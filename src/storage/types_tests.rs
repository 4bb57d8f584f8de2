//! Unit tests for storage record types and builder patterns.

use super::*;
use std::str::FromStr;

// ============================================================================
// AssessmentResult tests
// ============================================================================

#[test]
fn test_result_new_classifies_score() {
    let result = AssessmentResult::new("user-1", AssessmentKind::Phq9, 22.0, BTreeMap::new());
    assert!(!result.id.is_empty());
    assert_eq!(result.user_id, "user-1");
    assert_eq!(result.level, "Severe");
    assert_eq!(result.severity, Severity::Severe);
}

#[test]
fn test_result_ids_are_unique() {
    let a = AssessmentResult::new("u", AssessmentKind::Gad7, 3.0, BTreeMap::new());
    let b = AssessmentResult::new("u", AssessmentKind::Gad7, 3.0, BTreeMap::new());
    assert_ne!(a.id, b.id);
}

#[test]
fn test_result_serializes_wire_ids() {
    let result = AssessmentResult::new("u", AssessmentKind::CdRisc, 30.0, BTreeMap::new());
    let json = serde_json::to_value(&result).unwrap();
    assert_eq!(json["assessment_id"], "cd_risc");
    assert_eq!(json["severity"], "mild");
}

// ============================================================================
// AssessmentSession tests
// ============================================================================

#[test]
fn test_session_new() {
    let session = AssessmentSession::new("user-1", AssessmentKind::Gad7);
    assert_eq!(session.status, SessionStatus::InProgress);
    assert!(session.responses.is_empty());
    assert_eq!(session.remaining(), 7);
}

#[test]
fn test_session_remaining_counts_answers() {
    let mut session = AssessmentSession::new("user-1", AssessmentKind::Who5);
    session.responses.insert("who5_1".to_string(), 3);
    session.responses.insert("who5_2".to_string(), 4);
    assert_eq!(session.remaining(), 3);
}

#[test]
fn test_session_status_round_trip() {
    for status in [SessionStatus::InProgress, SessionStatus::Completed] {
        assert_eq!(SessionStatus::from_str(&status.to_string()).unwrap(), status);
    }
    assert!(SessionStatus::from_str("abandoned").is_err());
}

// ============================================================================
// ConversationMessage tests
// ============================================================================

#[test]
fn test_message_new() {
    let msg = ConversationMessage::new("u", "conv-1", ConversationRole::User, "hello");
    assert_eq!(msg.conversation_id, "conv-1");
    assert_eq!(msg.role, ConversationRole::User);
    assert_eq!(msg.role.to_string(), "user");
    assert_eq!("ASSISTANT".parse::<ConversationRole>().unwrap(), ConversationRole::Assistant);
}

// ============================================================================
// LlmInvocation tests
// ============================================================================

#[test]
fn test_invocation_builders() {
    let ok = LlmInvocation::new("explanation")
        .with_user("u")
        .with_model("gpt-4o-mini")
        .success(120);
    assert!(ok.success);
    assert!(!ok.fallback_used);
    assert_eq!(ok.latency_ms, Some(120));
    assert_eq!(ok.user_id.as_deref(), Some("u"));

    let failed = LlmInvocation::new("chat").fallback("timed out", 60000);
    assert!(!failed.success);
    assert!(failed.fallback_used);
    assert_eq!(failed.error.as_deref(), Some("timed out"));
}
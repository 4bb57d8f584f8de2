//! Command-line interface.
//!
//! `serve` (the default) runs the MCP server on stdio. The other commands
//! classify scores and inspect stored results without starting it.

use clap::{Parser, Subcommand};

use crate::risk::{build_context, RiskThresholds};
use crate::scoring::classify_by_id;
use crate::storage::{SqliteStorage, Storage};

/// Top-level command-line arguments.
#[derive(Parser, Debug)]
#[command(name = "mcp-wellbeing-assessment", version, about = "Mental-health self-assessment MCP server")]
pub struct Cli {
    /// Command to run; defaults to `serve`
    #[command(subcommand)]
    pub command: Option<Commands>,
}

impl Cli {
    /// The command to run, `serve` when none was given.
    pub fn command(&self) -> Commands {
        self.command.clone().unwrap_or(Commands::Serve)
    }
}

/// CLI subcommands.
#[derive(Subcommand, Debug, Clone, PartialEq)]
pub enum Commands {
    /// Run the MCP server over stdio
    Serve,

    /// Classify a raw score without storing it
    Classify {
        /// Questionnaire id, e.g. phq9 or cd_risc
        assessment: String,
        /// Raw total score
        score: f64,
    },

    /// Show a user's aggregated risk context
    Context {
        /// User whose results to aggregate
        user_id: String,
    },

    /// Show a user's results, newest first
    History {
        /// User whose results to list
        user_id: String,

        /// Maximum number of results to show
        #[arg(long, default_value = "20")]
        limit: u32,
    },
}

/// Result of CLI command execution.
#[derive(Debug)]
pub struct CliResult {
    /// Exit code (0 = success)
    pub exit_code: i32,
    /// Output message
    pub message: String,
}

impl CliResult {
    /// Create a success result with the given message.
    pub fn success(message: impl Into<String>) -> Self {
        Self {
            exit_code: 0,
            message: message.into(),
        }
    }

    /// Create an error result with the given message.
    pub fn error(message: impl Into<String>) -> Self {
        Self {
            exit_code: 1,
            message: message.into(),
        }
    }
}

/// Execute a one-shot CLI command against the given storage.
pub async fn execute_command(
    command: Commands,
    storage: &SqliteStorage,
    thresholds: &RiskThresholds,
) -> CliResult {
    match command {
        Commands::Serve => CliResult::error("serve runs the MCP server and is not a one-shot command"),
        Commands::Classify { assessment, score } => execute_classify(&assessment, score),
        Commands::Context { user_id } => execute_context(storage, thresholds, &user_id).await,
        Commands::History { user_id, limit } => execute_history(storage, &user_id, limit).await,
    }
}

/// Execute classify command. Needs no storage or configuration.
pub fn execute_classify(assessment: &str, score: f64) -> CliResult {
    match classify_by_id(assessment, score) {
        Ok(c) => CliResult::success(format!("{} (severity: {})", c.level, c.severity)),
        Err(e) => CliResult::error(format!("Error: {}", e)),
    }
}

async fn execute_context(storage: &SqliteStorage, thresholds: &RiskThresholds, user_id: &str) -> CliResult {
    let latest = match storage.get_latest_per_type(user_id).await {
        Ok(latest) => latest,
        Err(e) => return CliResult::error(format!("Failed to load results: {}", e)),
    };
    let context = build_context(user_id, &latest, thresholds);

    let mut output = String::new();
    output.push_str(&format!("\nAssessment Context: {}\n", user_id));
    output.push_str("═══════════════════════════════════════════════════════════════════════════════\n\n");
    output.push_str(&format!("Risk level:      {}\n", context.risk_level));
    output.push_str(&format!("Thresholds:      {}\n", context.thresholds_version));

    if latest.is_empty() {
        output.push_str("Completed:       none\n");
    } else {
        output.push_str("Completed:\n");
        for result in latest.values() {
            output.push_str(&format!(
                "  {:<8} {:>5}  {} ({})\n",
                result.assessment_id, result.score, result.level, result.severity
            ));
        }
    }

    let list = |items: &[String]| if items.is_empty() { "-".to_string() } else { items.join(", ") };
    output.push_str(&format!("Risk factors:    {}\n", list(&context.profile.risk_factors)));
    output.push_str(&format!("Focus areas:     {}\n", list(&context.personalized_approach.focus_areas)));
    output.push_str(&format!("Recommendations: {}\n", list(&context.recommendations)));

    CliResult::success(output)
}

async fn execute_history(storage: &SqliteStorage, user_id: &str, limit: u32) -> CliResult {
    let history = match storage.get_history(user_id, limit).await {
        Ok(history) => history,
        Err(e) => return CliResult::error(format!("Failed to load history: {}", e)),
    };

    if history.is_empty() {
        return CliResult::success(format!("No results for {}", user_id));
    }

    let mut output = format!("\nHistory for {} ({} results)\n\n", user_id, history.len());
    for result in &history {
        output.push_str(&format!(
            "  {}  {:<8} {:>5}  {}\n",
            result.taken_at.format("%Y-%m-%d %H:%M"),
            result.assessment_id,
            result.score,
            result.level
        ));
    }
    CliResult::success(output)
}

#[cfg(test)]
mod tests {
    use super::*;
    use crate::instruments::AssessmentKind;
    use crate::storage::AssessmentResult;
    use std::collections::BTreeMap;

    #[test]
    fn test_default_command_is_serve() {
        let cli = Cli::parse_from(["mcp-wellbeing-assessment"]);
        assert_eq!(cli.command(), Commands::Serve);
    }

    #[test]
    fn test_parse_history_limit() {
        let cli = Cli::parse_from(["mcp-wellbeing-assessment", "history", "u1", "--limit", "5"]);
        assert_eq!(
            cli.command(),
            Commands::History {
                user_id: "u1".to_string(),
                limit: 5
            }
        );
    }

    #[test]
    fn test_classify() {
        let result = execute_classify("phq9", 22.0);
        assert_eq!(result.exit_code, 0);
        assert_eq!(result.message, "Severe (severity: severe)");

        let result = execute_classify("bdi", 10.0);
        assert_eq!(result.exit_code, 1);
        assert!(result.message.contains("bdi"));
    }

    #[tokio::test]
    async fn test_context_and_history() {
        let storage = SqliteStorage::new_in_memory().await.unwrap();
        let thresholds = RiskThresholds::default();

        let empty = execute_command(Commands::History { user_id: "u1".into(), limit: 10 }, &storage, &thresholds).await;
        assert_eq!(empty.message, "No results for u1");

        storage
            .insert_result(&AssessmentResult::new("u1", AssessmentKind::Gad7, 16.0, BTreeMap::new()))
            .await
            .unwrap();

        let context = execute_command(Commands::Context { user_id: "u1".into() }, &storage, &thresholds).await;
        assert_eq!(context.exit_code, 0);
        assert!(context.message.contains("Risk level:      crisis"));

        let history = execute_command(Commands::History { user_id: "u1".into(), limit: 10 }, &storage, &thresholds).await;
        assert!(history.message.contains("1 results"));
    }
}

━━━━━━━━━━━━━━━━━━━━━━━━━━━━━━

#### [TRY IT]
The stretch of entries above that starts with the line containing "pub struct CliResult" and goes on through the line containing "storage or configuration." is to be transcribed exactly, and no other line is to be transcribed.

#### [TASK SOLUTION]
pub struct CliResult {
    /// Exit code (0 = success)
    pub exit_code: i32,
    /// Output message
    pub message: String,
}

impl CliResult {
    /// Create a success result with the given message.
    pub fn success(message: impl Into<String>) -> Self {
        Self {
            exit_code: 0,
            message: message.into(),
        }
    }

    /// Create an error result with the given message.
    pub fn error(message: impl Into<String>) -> Self {
        Self {
            exit_code: 1,
            message: message.into(),
        }
    }
}

/// Execute a one-shot CLI command against the given storage.
pub async fn execute_command(
    command: Commands,
    storage: &SqliteStorage,
    thresholds: &RiskThresholds,
) -> CliResult {
    match command {
        Commands::Serve => CliResult::error("serve runs the MCP server and is not a one-shot command"),
        Commands::Classify { assessment, score } => execute_classify(&assessment, score),
        Commands::Context { user_id } => execute_context(storage, thresholds, &user_id).await,
        Commands::History { user_id, limit } => execute_history(storage, &user_id, limit).await,
    }
}

/// Execute classify command. Needs no storage or configuration.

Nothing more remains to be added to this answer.